The Client Protection Fund of the Bar of Maryland, the state's legal licensing
body, provides Avvo with information for 34,000 lawyers, including the name,
address and date of admittance to practice in the state. Avvo pays a standard
fee for the agency to produce the list. So far, none of Maryland's members
have complained, according to the bar's administrator.

A shiny virtual nickel to someone who shows me how to quote text on this
website.

Edit: it's unclear how the directory of DC Bar (as opposed to Maryland bar)
was obtained and what specific claim the DC Bar is alleging.

As a general rule within the USA there's no copyright in raw facts
(themselves), though there is in any presentation of said facts.

Thus if AVVO got a printed copy of the DC Bar's printed members' directory and
then hired some people to type it up, they'd be fine.

Where they might not be fine is if the DC Bar had some kind of terms-of-use on
their site that says "you can't use this site except for personal use" and
then the DC Bar could show that Avvo obtained the information via the website.

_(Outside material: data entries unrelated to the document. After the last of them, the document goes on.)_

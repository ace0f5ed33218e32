//! Model backends

use crate::{ModelError, Task};
use image_preprocess::{ImageTensor, INPUT_SHAPE};
use std::path::{Path, PathBuf};
use tracing::{debug, info};
use tract_onnx::prelude::*;

/// A loaded model bound to one task.
///
/// Implementations are immutable after load and shared by all requests,
/// so `forward` must be safe to call concurrently.
pub trait InferenceModel: Send + Sync {
    /// Run one forward pass, returning the flattened output values
    fn forward(&self, input: &ImageTensor) -> Result<Vec<f32>, ModelError>;
}

type Plan = SimplePlan<TypedFact, Box<dyn TypedOp>, Graph<TypedFact, Box<dyn TypedOp>>>;

/// ONNX model executed with tract on the CPU
pub struct OnnxModel {
    task: Task,
    path: PathBuf,
    plan: Plan,
}

impl OnnxModel {
    /// Load, pin the input to `f32 [1, 224, 224, 3]` and optimize an ONNX graph
    pub fn load(task: Task, path: impl AsRef<Path>) -> Result<Self, ModelError> {
        let path = path.as_ref();
        info!("Loading {} model from {}", task, path.display());

        if !path.is_file() {
            return Err(ModelError::NotFound(path.to_path_buf()));
        }

        let load_error = |e: TractError| ModelError::ModelLoadError {
            path: path.to_path_buf(),
            reason: format!("{:#}", e),
        };

        let plan = tract_onnx::onnx()
            .model_for_path(path)
            .map_err(load_error)?
            .with_input_fact(0, f32::fact(INPUT_SHAPE).into())
            .map_err(load_error)?
            .into_optimized()
            .map_err(load_error)?
            .into_runnable()
            .map_err(load_error)?;

        debug!("{} model optimized and ready", task);

        Ok(Self {
            task,
            path: path.to_path_buf(),
            plan,
        })
    }

    pub fn task(&self) -> Task {
        self.task
    }

    pub fn path(&self) -> &Path {
        &self.path
    }
}

impl InferenceModel for OnnxModel {
    fn forward(&self, input: &ImageTensor) -> Result<Vec<f32>, ModelError> {
        if input.shape() != INPUT_SHAPE {
            return Err(ModelError::InvalidInputShape {
                expected: format!("{:?}", INPUT_SHAPE),
                actual: format!("{:?}", input.shape()),
            });
        }

        let tensor = Tensor::from_shape(&INPUT_SHAPE, input.as_slice())
            .map_err(|e| ModelError::InferenceFailed(e.to_string()))?;
        let outputs = self
            .plan
            .run(tvec!(tensor.into()))
            .map_err(|e| ModelError::InferenceFailed(format!("{:#}", e)))?;

        let output = outputs
            .first()
            .ok_or_else(|| ModelError::InferenceFailed("model produced no outputs".to_string()))?;
        let values = output
            .to_array_view::<f32>()
            .map_err(|e| ModelError::InferenceFailed(e.to_string()))?;

        Ok(values.iter().copied().collect())
    }
}
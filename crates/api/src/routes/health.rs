//! Liveness and metrics routes

use axum::extract::State;
use axum::http::StatusCode;
use axum::response::IntoResponse;
use axum::Json;
use serde::Serialize;
use std::sync::Arc;

use crate::AppState;

/// Health response
#[derive(Debug, Serialize)]
pub struct HealthResponse {
    pub status: &'static str,
    pub version: String,
    pub uptime_seconds: u64,
}

/// Liveness probe; does not touch the models
pub async fn health(State(state): State<Arc<AppState>>) -> Json<HealthResponse> {
    Json(HealthResponse {
        status: "healthy",
        version: state.version.clone(),
        uptime_seconds: state.start_time.elapsed().as_secs(),
    })
}

/// Prometheus text exposition
pub async fn metrics(State(state): State<Arc<AppState>>) -> impl IntoResponse {
    match &state.metrics {
        Some(handle) => (StatusCode::OK, handle.render()),
        None => (StatusCode::NOT_FOUND, "metrics disabled".to_string()),
    }
}
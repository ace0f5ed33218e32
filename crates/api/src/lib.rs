//! Paddy Inference API Server
//!
//! HTTP front end for the disease, variety and age predictors.

use anyhow::Context;
use axum::extract::DefaultBodyLimit;
use axum::routing::{get, post};
use axum::Router;
use inference_engine::{ClassMappings, InitError, ModelRegistry, Predictor, Preprocessor};
use metrics_exporter_prometheus::{PrometheusBuilder, PrometheusHandle};
use std::sync::Arc;
use std::time::{Duration, Instant};
use tower_http::cors::{Any, CorsLayer};
use tower_http::trace::TraceLayer;
use tracing::info;
use tracing_subscriber::FmtSubscriber;

pub mod config;
pub mod error;
mod routes;

use config::{AppConfig, LoggingConfig, ServerConfig};

pub use routes::health::HealthResponse;
pub use routes::predictions::PredictionResponse;

/// Application state shared across handlers
pub struct AppState {
    /// Prediction pipeline over the loaded models
    pub predictor: Predictor,
    /// Version string
    pub version: String,
    /// Start time
    pub start_time: Instant,
    /// Prometheus render handle, when metrics are enabled
    pub metrics: Option<PrometheusHandle>,
    /// Upper bound on a single prediction
    pub request_timeout: Option<Duration>,
    /// Maximum upload size
    pub body_limit_bytes: usize,
}

impl AppState {
    /// Create new application state
    pub fn new(predictor: Predictor, server: &ServerConfig) -> Self {
        Self {
            predictor,
            version: env!("CARGO_PKG_VERSION").to_string(),
            start_time: Instant::now(),
            metrics: None,
            request_timeout: server.request_timeout(),
            body_limit_bytes: server.body_limit_bytes,
        }
    }

    /// Attach a Prometheus handle for the /metrics route
    pub fn with_metrics(mut self, handle: PrometheusHandle) -> Self {
        self.metrics = Some(handle);
        self
    }
}

/// Create the application router
pub fn create_router(state: Arc<AppState>) -> Router {
    let cors = CorsLayer::new()
        .allow_origin(Any)
        .allow_methods(Any)
        .allow_headers(Any);

    Router::new()
        .route("/", get(routes::health::health))
        .route("/metrics", get(routes::health::metrics))
        .route("/predict/disease", post(routes::predictions::predict_disease))
        .route("/predict/variety", post(routes::predictions::predict_variety))
        .route("/predict/age", post(routes::predictions::predict_age))
        .layer(DefaultBodyLimit::max(state.body_limit_bytes))
        .layer(TraceLayer::new_for_http())
        .layer(cors)
        .with_state(state)
}

/// Initialize logging
pub fn init_logging(config: &LoggingConfig) -> anyhow::Result<()> {
    let builder = FmtSubscriber::builder()
        .with_max_level(config.max_level()?)
        .with_target(true);

    let installed = if config.json {
        tracing::subscriber::set_global_default(builder.json().finish())
    } else {
        tracing::subscriber::set_global_default(builder.finish())
    };
    installed.context("Failed to set tracing subscriber")
}

/// Load mappings and models and assemble the shared state
///
/// Any failure here is fatal: the service never starts without all three
/// models and both mappings.
pub fn build_state(config: &AppConfig) -> Result<AppState, InitError> {
    let mappings = ClassMappings::load(
        &config.mappings.disease_path,
        &config.mappings.variety_path,
        &config.mappings.healthy_label,
    )?;
    info!(
        "Loaded class mappings: {} diseases, {} varieties",
        mappings.disease().len(),
        mappings.variety().len()
    );

    let registry = ModelRegistry::initialize(&config.models, &mappings)?;
    let predictor = Predictor::new(
        Arc::new(registry),
        Arc::new(mappings),
        Preprocessor::new(config.preprocess),
    );

    Ok(AppState::new(predictor, &config.server))
}

/// Run the server
pub async fn run_server(server: &ServerConfig, mut state: AppState) -> anyhow::Result<()> {
    if server.metrics {
        let handle = PrometheusBuilder::new().install_recorder()?;
        state = state.with_metrics(handle);
    }

    let app = create_router(Arc::new(state));

    info!("Starting API server on {}", server.bind);

    let listener = tokio::net::TcpListener::bind(&server.bind).await?;
    axum::serve(listener, app)
        .with_graceful_shutdown(shutdown_signal())
        .await?;

    info!("Server stopped");
    Ok(())
}

async fn shutdown_signal() {
    if let Err(e) = tokio::signal::ctrl_c().await {
        tracing::warn!("Failed to listen for shutdown signal: {}", e);
        std::future::pending::<()>().await;
    }
    info!("Shutdown signal received");
}
//! Normalized model input tensor

use crate::PreprocessError;
use image::RgbImage;
use ndarray::{Array4, ArrayView4};

/// Side length of the square model input
pub const INPUT_SIZE: u32 = 224;

/// Color channels per pixel
pub const CHANNELS: usize = 3;

/// Input shape (batch, height, width, channel)
pub const INPUT_SHAPE: [usize; 4] = [1, INPUT_SIZE as usize, INPUT_SIZE as usize, CHANNELS];

/// A `(1, 224, 224, 3)` tensor with every value in `[0.0, 1.0]`
#[derive(Debug, Clone, PartialEq)]
pub struct ImageTensor {
    data: Array4<f32>,
}

impl ImageTensor {
    /// Build from an already resized 224x224 RGB image, scaling by 1/255
    pub fn from_rgb(image: &RgbImage) -> Result<Self, PreprocessError> {
        let (width, height) = image.dimensions();
        if width != INPUT_SIZE || height != INPUT_SIZE {
            return Err(PreprocessError::Shape(format!(
                "expected {}x{} image, got {}x{}",
                INPUT_SIZE, INPUT_SIZE, width, height
            )));
        }

        let raw = image.as_raw();
        let expected = INPUT_SHAPE.iter().product::<usize>();
        if raw.len() != expected {
            return Err(PreprocessError::Shape(format!(
                "expected {} channel values, got {}",
                expected,
                raw.len()
            )));
        }

        let scaled: Vec<f32> = raw.iter().map(|&v| f32::from(v) / 255.0).collect();
        let data = Array4::from_shape_vec(
            (INPUT_SHAPE[0], INPUT_SHAPE[1], INPUT_SHAPE[2], INPUT_SHAPE[3]),
            scaled,
        )
        .map_err(|e| PreprocessError::Shape(e.to_string()))?;

        Ok(Self { data })
    }

    /// Wrap an existing array, validating shape and value range
    pub fn from_array(data: Array4<f32>) -> Result<Self, PreprocessError> {
        if data.shape() != INPUT_SHAPE {
            return Err(PreprocessError::Shape(format!(
                "expected tensor shape {:?}, got {:?}",
                INPUT_SHAPE,
                data.shape()
            )));
        }
        if let Some(v) = data.iter().find(|v| !(0.0..=1.0).contains(*v)) {
            return Err(PreprocessError::Shape(format!(
                "tensor value {} outside [0, 1]",
                v
            )));
        }

        Ok(Self {
            data: data.as_standard_layout().into_owned(),
        })
    }

    /// All-zero (black) input, used to warm up models
    pub fn zeros() -> Self {
        Self {
            data: Array4::zeros((INPUT_SHAPE[0], INPUT_SHAPE[1], INPUT_SHAPE[2], INPUT_SHAPE[3])),
        }
    }

    /// Tensor shape, always [`INPUT_SHAPE`]
    pub fn shape(&self) -> &[usize] {
        self.data.shape()
    }

    pub fn view(&self) -> ArrayView4<'_, f32> {
        self.data.view()
    }

    /// Values in row-major (NHWC) order
    pub fn as_slice(&self) -> &[f32] {
        // Every constructor produces a standard-layout array
        self.data
            .as_slice()
            .unwrap_or_default()
    }

    /// Mean of all values
    pub fn mean(&self) -> f32 {
        self.data.mean().unwrap_or(0.0)
    }
}

#[cfg(test)]
mod tests {
    use super::*;
    use image::Rgb;

    #[test]
    fn test_from_rgb_scales_to_unit_range() {
        let img = RgbImage::from_pixel(INPUT_SIZE, INPUT_SIZE, Rgb([255, 0, 51]));
        let tensor = ImageTensor::from_rgb(&img).unwrap();

        assert_eq!(tensor.shape(), &INPUT_SHAPE);
        let view = tensor.view();
        assert_eq!(view[[0, 10, 20, 0]], 1.0);
        assert_eq!(view[[0, 10, 20, 1]], 0.0);
        assert!((view[[0, 10, 20, 2]] - 0.2).abs() < 1e-6);
    }

    #[test]
    fn test_from_rgb_rejects_wrong_size() {
        let img = RgbImage::new(100, 224);
        assert!(matches!(
            ImageTensor::from_rgb(&img),
            Err(PreprocessError::Shape(_))
        ));
    }

    #[test]
    fn test_from_array_validation() {
        let wrong_shape = Array4::<f32>::zeros((1, 3, 224, 224));
        assert!(ImageTensor::from_array(wrong_shape).is_err());

        let mut out_of_range = Array4::<f32>::zeros((1, 224, 224, 3));
        out_of_range[[0, 0, 0, 0]] = 1.5;
        assert!(ImageTensor::from_array(out_of_range).is_err());

        let ok = Array4::<f32>::from_elem((1, 224, 224, 3), 0.5);
        let tensor = ImageTensor::from_array(ok).unwrap();
        assert_eq!(tensor.as_slice().len(), 224 * 224 * 3);
        assert!((tensor.mean() - 0.5).abs() < 1e-6);
    }

    #[test]
    fn test_zeros() {
        let tensor = ImageTensor::zeros();
        assert_eq!(tensor.shape(), &INPUT_SHAPE);
        assert_eq!(tensor.mean(), 0.0);
    }
}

The first point seems to be true: <http://www.dcbar.org/copyright.cfm>

(for background:
[http://web.archive.org/web/*/http://www.dcbar.org/copyright....](http://web.archive.org/web/*/http://www.dcbar.org/copyright.cfm)
)

The second point -- whether or not the Avvo obtained their listings via the
site or not -- is clearly a point of contention.

Given the previous willingness to legally obtain the listing (even paying
actual money) I'd be surprised if the Avvo founders haven't dotted their i's
and crossed their t's on this one.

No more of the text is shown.